[Record extracts]

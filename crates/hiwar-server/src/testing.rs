use std::sync::Arc;

use async_trait::async_trait;
use parking_lot::Mutex;
use serde_json::Value;

use crate::error::TransportError;
use crate::registry::FrameSink;

#[derive(Default)]
struct SinkState {
    sent: Vec<String>,
    send_attempts: usize,
    writes_after_close: usize,
    close_calls: usize,
    fail_sends: bool,
    fail_close: bool,
    stall_sends: bool,
    stall_close: bool,
}

/// In-memory sink that records every frame written to it.
#[derive(Clone, Default)]
pub(crate) struct RecordingSink {
    state: Arc<Mutex<SinkState>>,
}

impl RecordingSink {
    pub(crate) fn new() -> Self {
        Self::default()
    }

    pub(crate) fn boxed(&self) -> Box<dyn FrameSink> {
        Box::new(self.clone())
    }

    pub(crate) fn set_failing(&self, fail: bool) {
        self.state.lock().fail_sends = fail;
    }

    pub(crate) fn set_close_failing(&self, fail: bool) {
        self.state.lock().fail_close = fail;
    }

    /// Writes never complete, like a peer that stopped reading.
    pub(crate) fn set_stalled(&self, stall: bool) {
        self.state.lock().stall_sends = stall;
    }

    pub(crate) fn set_close_stalled(&self, stall: bool) {
        self.state.lock().stall_close = stall;
    }

    pub(crate) fn send_attempts(&self) -> usize {
        self.state.lock().send_attempts
    }

    /// Frames that reached the sink after it was closed.
    pub(crate) fn writes_after_close(&self) -> usize {
        self.state.lock().writes_after_close
    }

    pub(crate) fn frames(&self) -> Vec<Value> {
        self.state
            .lock()
            .sent
            .iter()
            .filter_map(|text| serde_json::from_str(text).ok())
            .collect()
    }

    /// Text of every `message` frame, in order.
    pub(crate) fn messages(&self) -> Vec<String> {
        self.frames()
            .into_iter()
            .filter(|f| f["type"] == "message")
            .filter_map(|f| f["message"].as_str().map(str::to_owned))
            .collect()
    }

    pub(crate) fn pings(&self) -> usize {
        self.frames().iter().filter(|f| f["type"] == "ping").count()
    }

    pub(crate) fn close_calls(&self) -> usize {
        self.state.lock().close_calls
    }

    pub(crate) fn is_closed(&self) -> bool {
        self.close_calls() > 0
    }
}

#[async_trait]
impl FrameSink for RecordingSink {
    async fn send_text(&mut self, text: String) -> Result<(), TransportError> {
        let stall = {
            let mut state = self.state.lock();
            state.send_attempts += 1;
            state.stall_sends
        };
        if stall {
            std::future::pending::<()>().await;
        }

        let mut state = self.state.lock();
        if state.fail_sends {
            return Err(TransportError::Send("broken pipe".into()));
        }
        if state.close_calls > 0 {
            state.writes_after_close += 1;
        }
        state.sent.push(text);
        Ok(())
    }

    async fn close(&mut self) -> Result<(), TransportError> {
        let stall = {
            let mut state = self.state.lock();
            state.close_calls += 1;
            state.stall_close
        };
        if stall {
            std::future::pending::<()>().await;
        }

        if self.state.lock().fail_close {
            return Err(TransportError::Close("already closed".into()));
        }
        Ok(())
    }
}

[/Record extracts]

» Assignment
Each line above should appear again, reproduced exactly.

» Task answer
filename crates/hiwar-server/src/testing.rs
use std::sync::Arc;

use async_trait::async_trait;
use parking_lot::Mutex;
use serde_json::Value;

use crate::error::TransportError;
use crate::registry::FrameSink;

#[derive(Default)]
struct SinkState {
    sent: Vec<String>,
    send_attempts: usize,
    writes_after_close: usize,
    close_calls: usize,
    fail_sends: bool,
    fail_close: bool,
    stall_sends: bool,
    stall_close: bool,
}

/// In-memory sink that records every frame written to it.
#[derive(Clone, Default)]
pub(crate) struct RecordingSink {
    state: Arc<Mutex<SinkState>>,
}

impl RecordingSink {
    pub(crate) fn new() -> Self {
        Self::default()
    }

    pub(crate) fn boxed(&self) -> Box<dyn FrameSink> {
        Box::new(self.clone())
    }

    pub(crate) fn set_failing(&self, fail: bool) {
        self.state.lock().fail_sends = fail;
    }

    pub(crate) fn set_close_failing(&self, fail: bool) {
        self.state.lock().fail_close = fail;
    }

    /// Writes never complete, like a peer that stopped reading.
    pub(crate) fn set_stalled(&self, stall: bool) {
        self.state.lock().stall_sends = stall;
    }

    pub(crate) fn set_close_stalled(&self, stall: bool) {
        self.state.lock().stall_close = stall;
    }

    pub(crate) fn send_attempts(&self) -> usize {
        self.state.lock().send_attempts
    }

    /// Frames that reached the sink after it was closed.
    pub(crate) fn writes_after_close(&self) -> usize {
        self.state.lock().writes_after_close
    }

    pub(crate) fn frames(&self) -> Vec<Value> {
        self.state
            .lock()
            .sent
            .iter()
            .filter_map(|text| serde_json::from_str(text).ok())
            .collect()
    }

    /// Text of every `message` frame, in order.
    pub(crate) fn messages(&self) -> Vec<String> {
        self.frames()
            .into_iter()
            .filter(|f| f["type"] == "message")
            .filter_map(|f| f["message"].as_str().map(str::to_owned))
            .collect()
    }

    pub(crate) fn pings(&self) -> usize {
        self.frames().iter().filter(|f| f["type"] == "ping").count()
    }

    pub(crate) fn close_calls(&self) -> usize {
        self.state.lock().close_calls
    }

    pub(crate) fn is_closed(&self) -> bool {
        self.close_calls() > 0
    }
}

#[async_trait]
impl FrameSink for RecordingSink {
    async fn send_text(&mut self, text: String) -> Result<(), TransportError> {
        let stall = {
            let mut state = self.state.lock();
            state.send_attempts += 1;
            state.stall_sends
        };
        if stall {
            std::future::pending::<()>().await;
        }

        let mut state = self.state.lock();
        if state.fail_sends {
            return Err(TransportError::Send("broken pipe".into()));
        }
        if state.close_calls > 0 {
            state.writes_after_close += 1;
        }
        state.sent.push(text);
        Ok(())
    }

    async fn close(&mut self) -> Result<(), TransportError> {
        let stall = {
            let mut state = self.state.lock();
            state.close_calls += 1;
            state.stall_close
        };
        if stall {
            std::future::pending::<()>().await;
        }

        if self.state.lock().fail_close {
            return Err(TransportError::Close("already closed".into()));
        }
        Ok(())
    }
}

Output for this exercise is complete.